(Collected data)
◆ ◆ ◆ ◆ ◆ ◆ ◆

//! Input validation utilities for the service layer.
//!
//! Validators return `Error::Validation` for a single field; `FieldErrors`
//! gathers the failures of a whole form so the client sees every problem
//! at once instead of one per round trip.

use std::sync::LazyLock;

use indexmap::IndexMap;
use regex::Regex;
use uuid::Uuid;

use crate::error::{Error, Result, ValidationErrors};
use crate::models::media::{ALLOWED_IMAGE_TYPES, ImageUpload};

static EMAIL_PATTERN: LazyLock<Regex> = LazyLock::new(|| {
    Regex::new(r"^\w+([.+-]?\w+)*@\w+([.-]?\w+)*(\.\w{2,})+$").expect("email pattern is valid")
});

/// Accumulates per-field validation failures for one request.
#[derive(Debug, Default)]
pub struct FieldErrors {
    fields: IndexMap<String, String>,
}

impl FieldErrors {
    pub fn new() -> Self {
        Self::default()
    }

    /// Records a failure; the first message reported for a field wins.
    pub fn add(&mut self, field: impl Into<String>, message: impl Into<String>) {
        self.fields.entry(field.into()).or_insert_with(|| message.into());
    }

    /// Absorbs the outcome of a validator, returning the value on success.
    pub fn check<T>(&mut self, result: Result<T>) -> Option<T> {
        match result {
            Ok(value) => Some(value),
            Err(Error::Validation(errors)) => {
                for (field, message) in errors.fields() {
                    self.add(field, message);
                }
                None
            }
            Err(other) => {
                self.add("form", other.to_string());
                None
            }
        }
    }

    pub fn is_empty(&self) -> bool {
        self.fields.is_empty()
    }

    /// Fails with every recorded field if any validator failed.
    pub fn finish(self) -> Result<()> {
        if self.fields.is_empty() {
            return Ok(());
        }
        if self.fields.len() == 1 {
            if let Some((field, message)) = self.fields.first() {
                return Err(Error::Validation(ValidationErrors::Single {
                    field: field.clone(),
                    message: message.clone(),
                }));
            }
        }
        Err(Error::Validation(ValidationErrors::Multiple {
            fields: self.fields,
        }))
    }
}

/// Lowercases and trims an email address for storage and lookups.
pub fn normalize_email(email: &str) -> String {
    email.trim().to_lowercase()
}

/// Validates email format
///
/// # Arguments
/// * `email` - The email address to validate (already trimmed or not)
///
/// # Returns
/// * `Ok(())` if the email is valid
/// * `Err(Error)` with descriptive message if invalid
///
/// # Examples
/// ```
/// use glowup::validation::validate_email;
///
/// validate_email("user@example.com").unwrap(); // Valid
/// assert!(validate_email("invalid-email").is_err()); // Returns Error
/// ```
pub fn validate_email(email: &str) -> Result<()> {
    let email = email.trim();

    if email.is_empty() {
        return Err(Error::validation("email", "L'email est obligatoire"));
    }

    if email.len() > 254 {
        return Err(Error::validation("email", "L'email est trop long (254 caractères maximum)"));
    }

    if !EMAIL_PATTERN.is_match(email) {
        return Err(Error::validation("email", "Email invalide"));
    }

    Ok(())
}

/// Validates password strength for administrator accounts
pub fn validate_password(password: &str) -> Result<()> {
    if password.len() < 8 {
        return Err(Error::validation(
            "password",
            "Password must be at least 8 characters long",
        ));
    }

    if password.len() > 128 {
        return Err(Error::validation("password", "Password is too long (max 128 characters)"));
    }

    if password.contains(' ') {
        return Err(Error::validation("password", "Password cannot contain spaces"));
    }

    Ok(())
}

/// Sanitizes string input by trimming whitespace
pub fn sanitize_string(input: &str) -> String {
    input.trim().to_string()
}

/// Trims an optional input, mapping blank values to `None`.
pub fn optional_string(input: Option<&str>) -> Option<String> {
    input
        .map(sanitize_string)
        .filter(|value| !value.is_empty())
}

/// Validates that a string is present and not empty after sanitization
///
/// # Arguments
/// * `input` - The raw input, if the client sent the field at all
/// * `field` - Name of the field as the client knows it
/// * `message` - Message reported when the field is missing
pub fn validate_required_string(input: Option<&str>, field: &str, message: &str) -> Result<String> {
    match optional_string(input) {
        Some(value) => Ok(value),
        None => Err(Error::validation(field, message)),
    }
}

/// Validates the character length of a value.
pub fn validate_max_length(value: &str, field: &str, max: usize, message: &str) -> Result<()> {
    if value.chars().count() > max {
        return Err(Error::validation(field, message));
    }
    Ok(())
}

/// Parses an optional integer field and checks it against inclusive bounds.
pub fn parse_bounded_int(
    input: Option<&str>,
    field: &str,
    min: i32,
    max: i32,
    message: &str,
) -> Result<Option<i32>> {
    let Some(raw) = optional_string(input) else {
        return Ok(None);
    };

    let value: i32 = raw
        .parse()
        .map_err(|_| Error::validation(field, format!("{} doit être un nombre entier", field)))?;

    if value < min || value > max {
        return Err(Error::validation(field, message));
    }

    Ok(Some(value))
}

/// Parses a boolean form field (`true`/`false`, `1`/`0`, `on`/`off`).
pub fn parse_bool(input: &str, field: &str) -> Result<bool> {
    match input.trim().to_lowercase().as_str() {
        "true" | "1" | "on" | "yes" => Ok(true),
        "false" | "0" | "off" | "no" => Ok(false),
        _ => Err(Error::validation(field, format!("{} doit être un booléen", field))),
    }
}

/// Checks an uploaded image's MIME type and size.
pub fn validate_image(image: &ImageUpload, field: &str, max_bytes: usize) -> Result<()> {
    let content_type = image.content_type.trim().to_lowercase();
    if !ALLOWED_IMAGE_TYPES.contains(&content_type.as_str()) {
        return Err(Error::validation(
            field,
            "Seules les images JPEG, PNG et WEBP sont autorisées",
        ));
    }

    if image.bytes.is_empty() {
        return Err(Error::validation(field, "L'image est vide"));
    }

    if image.bytes.len() > max_bytes {
        return Err(Error::validation(
            field,
            format!(
                "L'image ne peut pas dépasser {} Mo",
                max_bytes / (1024 * 1024)
            ),
        ));
    }

    Ok(())
}

/// Requires an image field and checks it.
pub fn validate_required_image(
    image: Option<&ImageUpload>,
    field: &str,
    max_bytes: usize,
) -> Result<ImageUpload> {
    let image = image.ok_or_else(|| Error::validation(field, "L'image est obligatoire"))?;
    validate_image(image, field, max_bytes)?;
    Ok(image.clone())
}

/// Parses a path id. A malformed id cannot resolve to a record, so it is
/// reported as not found rather than as a validation failure.
pub fn parse_resource_id(raw: &str, not_found_message: &str) -> Result<Uuid> {
    Uuid::parse_str(raw.trim()).map_err(|_| Error::NotFound(not_found_message.to_string()))
}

◆ ◆ ◆ ◆ ◆ ◆ ◆

_TASK DESCRIPTION_
All that belongs in the answer is an exact copy of the lines from the start of the records above through the line with "for (field, message)".

_ANSWER TO THIS TASK_
//! Input validation utilities for the service layer.
//!
//! Validators return `Error::Validation` for a single field; `FieldErrors`
//! gathers the failures of a whole form so the client sees every problem
//! at once instead of one per round trip.

use std::sync::LazyLock;

use indexmap::IndexMap;
use regex::Regex;
use uuid::Uuid;

use crate::error::{Error, Result, ValidationErrors};
use crate::models::media::{ALLOWED_IMAGE_TYPES, ImageUpload};

static EMAIL_PATTERN: LazyLock<Regex> = LazyLock::new(|| {
    Regex::new(r"^\w+([.+-]?\w+)*@\w+([.-]?\w+)*(\.\w{2,})+$").expect("email pattern is valid")
});

/// Accumulates per-field validation failures for one request.
#[derive(Debug, Default)]
pub struct FieldErrors {
    fields: IndexMap<String, String>,
}

impl FieldErrors {
    pub fn new() -> Self {
        Self::default()
    }

    /// Records a failure; the first message reported for a field wins.
    pub fn add(&mut self, field: impl Into<String>, message: impl Into<String>) {
        self.fields.entry(field.into()).or_insert_with(|| message.into());
    }

    /// Absorbs the outcome of a validator, returning the value on success.
    pub fn check<T>(&mut self, result: Result<T>) -> Option<T> {
        match result {
            Ok(value) => Some(value),
            Err(Error::Validation(errors)) => {
                for (field, message) in errors.fields() {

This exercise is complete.